=== Section Start ===
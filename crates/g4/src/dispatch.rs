// Event Dispatcher - Delivers host events to running plugins

use g4_js_runtime::Delivery;

use crate::plugin::Plugin;

/// Outcome of one `dispatch` call across all plugins.
#[derive(Debug, Clone, Copy, Default, PartialEq, Eq)]
pub struct DispatchReport {
    /// Running plugins with at least one matching handler
    pub plugins: usize,
    pub invoked: usize,
    pub failed: usize,
}

/// Deliver `event_type` with `payload` to every running plugin.
///
/// Stopped plugins are skipped. A failing handler is recorded in its own
/// plugin's console and never stops delivery to the rest.
pub fn dispatch<'a, I>(plugins: I, event_type: &str, payload: &serde_json::Value) -> DispatchReport
where
    I: IntoIterator<Item = &'a Plugin>,
{
    let mut report = DispatchReport::default();

    for plugin in plugins {
        let Some(sandbox) = plugin.sandbox() else {
            continue;
        };

        let delivery: Delivery = sandbox.dispatch(event_type, payload);
        if delivery.invoked > 0 {
            report.plugins += 1;
            report.invoked += delivery.invoked;
            report.failed += delivery.failed;
        }
    }

    tracing::debug!(
        event_type,
        plugins = report.plugins,
        invoked = report.invoked,
        failed = report.failed,
        "Dispatched event"
    );
    report
}
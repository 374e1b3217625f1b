//! G4 JavaScript Plugin Sandbox
//!
//! Runs plugin scripts in QuickJS. Each running plugin gets its own runtime
//! and context; the only host objects reachable from a script are:
//!
//! - `plugin.addEventListener(type, handler)` - subscribe a function to a host event
//! - `plugin.removeEventListener(type, handler)` - drop the first matching subscription
//! - `plugin.log(msg)` / `plugin.info(msg)` / `plugin.warn(msg)` / `plugin.error(msg)` - console output
//! - `hostFeature` - host-defined actions, empty unless the host installs a [`HostFeature`]
//!
//! # Example
//!
//! ```javascript
//! function onTick(event) {
//!     plugin.log("tick #" + event.count);
//! }
//!
//! plugin.addEventListener("tick", onTick);
//! plugin.info("ready");
//! ```

mod capability;
mod console;
mod convert;
mod error;
mod sandbox;

pub use capability::{EmptyHostFeature, HandlerId, HandlerRegistration, HostFeature};
pub use console::{DebugLog, DebugMessage, Fault, Severity, PLUGIN_LOG_TARGET};
pub use convert::json_to_js;
pub use error::{JsError, JsResult};
pub use sandbox::{Delivery, Evaluation, Sandbox, HOST_FEATURE_GLOBAL, PLUGIN_GLOBAL};

/// Re-exported so host features can be written without a direct dependency.
pub use rquickjs;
=== Section End ===
#### [WORK REQUEST]
Copy all the lines from the data above that hold the word "invoked".

#### [ANSWER SECTION]
    pub invoked: usize,
        if delivery.invoked > 0 {
            report.invoked += delivery.invoked;
        invoked = report.invoked,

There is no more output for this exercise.